My name is Michael Wright, I am the VP of Sales at PaymentCloud Inc. I was alerted to your thread and wanted to take a minute to respond. This incident is absolutely not in line with our corporate philosophy and an issue that we take very seriously.
I would implore you to call our main office and request to be directed to me so we can discuss the issue and take appropriate action. I agree with PaulHoule below that "hate is not good for business" on many different levels.
Just to touch on your second point, I can assure you that your personal information is secure. We do not share, transmit, or distribute any personal data from our merchants and is only accessed inside our secure underwriting and risk environment.
I look forward to speaking with you and taking the necessary steps to resolve this issue.
What was said? Why is that not part of the conversation we are having?
Cultures meeting takes time. Think world history. Resist the urge to fight fire with fire. Cook meals on them or put them out.
Who's to say that these derogatory comments were not actually based on a documentary is about India that only highlighted the bad parts? Or who's to say that these peoples limited interactions were simply poor so far. A stern talking to is in order but not without further conversation about WHAT was said and WHY. Let these individuals walk away with a positive, personal interaction not a story about being caught.
Fix your PR problem by using this as an opportunity to put that person on the plane to India for the same price that it would cost for you to fire them and re-train someone else.

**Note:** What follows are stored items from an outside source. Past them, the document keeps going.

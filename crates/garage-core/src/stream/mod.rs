// ── Reactive entity streams ──
//
// Subscription types for consuming device changes from the DataStore.

use std::pin::Pin;
use std::sync::Arc;
use std::task::{Context, Poll};

use futures_core::Stream;
use tokio::sync::watch;
use tokio_stream::wrappers::WatchStream;

type Snapshot<T> = Arc<Vec<Arc<T>>>;

/// A subscription to a collection of entities.
///
/// Offers the snapshot current at subscription time, the latest snapshot,
/// and change notification via [`changed`](Self::changed) or as a `Stream`.
pub struct EntityStream<T: Clone + Send + Sync + 'static> {
    current: Snapshot<T>,
    receiver: watch::Receiver<Snapshot<T>>,
}

impl<T: Clone + Send + Sync + 'static> EntityStream<T> {
    pub(crate) fn new(receiver: watch::Receiver<Snapshot<T>>) -> Self {
        let current = receiver.borrow().clone();
        Self { current, receiver }
    }

    pub fn current(&self) -> &Snapshot<T> {
        &self.current
    }

    pub fn latest(&self) -> Snapshot<T> {
        self.receiver.borrow().clone()
    }

    /// Wait for the next change, returning the new snapshot.
    /// Returns `None` once the store has been dropped.
    pub async fn changed(&mut self) -> Option<Snapshot<T>> {
        self.receiver.changed().await.ok()?;
        let snap = self.receiver.borrow_and_update().clone();
        self.current = snap.clone();
        Some(snap)
    }

    /// Wait until some snapshot satisfies `pred`, checking the latest one first.
    pub async fn wait_for(&mut self, mut pred: impl FnMut(&[Arc<T>]) -> bool) -> Option<Snapshot<T>> {
        let snap = self
            .receiver
            .wait_for(|snap| pred(snap.as_slice()))
            .await
            .ok()?
            .clone();
        self.current = snap.clone();
        Some(snap)
    }

    /// Convert into a `Stream` for use with `StreamExt` combinators.
    ///
    /// The first item is the snapshot current at conversion time.
    pub fn into_stream(self) -> EntityWatchStream<T> {
        EntityWatchStream {
            inner: WatchStream::new(self.receiver),
        }
    }
}

/// `Stream` adapter backed by a `watch::Receiver`.
pub struct EntityWatchStream<T: Clone + Send + Sync + 'static> {
    inner: WatchStream<Snapshot<T>>,
}

impl<T: Clone + Send + Sync + 'static> Stream for EntityWatchStream<T> {
    type Item = Snapshot<T>;

    fn poll_next(mut self: Pin<&mut Self>, cx: &mut Context<'_>) -> Poll<Option<Self::Item>> {
        Pin::new(&mut self.inner).poll_next(cx)
    }
}
use std::fs;
use std::path::Path;

use clap::CommandFactory;

// cli.rs only depends on clap + clap_complete, both build-dependencies.
#[path = "src/cli.rs"]
mod cli;

fn main() {
    println!("cargo::rerun-if-changed=src/cli.rs");

    let out_dir = std::env::var_os("OUT_DIR").expect("OUT_DIR not set by Cargo");
    let man_dir = Path::new(&out_dir).join("man");
    fs::create_dir_all(&man_dir).expect("failed to create man output directory");

    write_manpages(&cli::Cli::command(), &man_dir);
}

/// One page for `garagectl` and one per visible subcommand.
fn write_manpages(cmd: &clap::Command, dir: &Path) {
    let name = cmd.get_name().to_owned();
    let mut buf = Vec::new();
    clap_mangen::Man::new(cmd.clone())
        .render(&mut buf)
        .unwrap_or_else(|e| panic!("failed to render man page for `{name}`: {e}"));
    let path = dir.join(format!("{name}.1"));
    fs::write(&path, buf).unwrap_or_else(|e| panic!("failed to write {}: {e}", path.display()));

    for sub in cmd.get_subcommands().filter(|s| !s.is_hide_set()) {
        let sub = sub.clone().name(format!("{name}-{}", sub.get_name()));
        write_manpages(&sub, dir);
    }
}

I would say in general, in America, Indian culture here is just catching on and it's going to take the persistant exploration of people's comments, and pulling them apart and not saying "all racial comments or bad or wrong" or "any comment that hurts anyone is wrong or bad" but what if we said: Can we talk about it?
Call the manager. We don't know enough about the situation to assume that those people are hateful. So far, just ignorant!
PS I am Ankit's classmate and he asked for my opinion.
That's the takeaway here? Are we aiming so low these days?
If three employees at a company are sitting around a table making derogatory and racist remarks during business hours, that's symptomatic of a much deeper issue at PaymentCloud.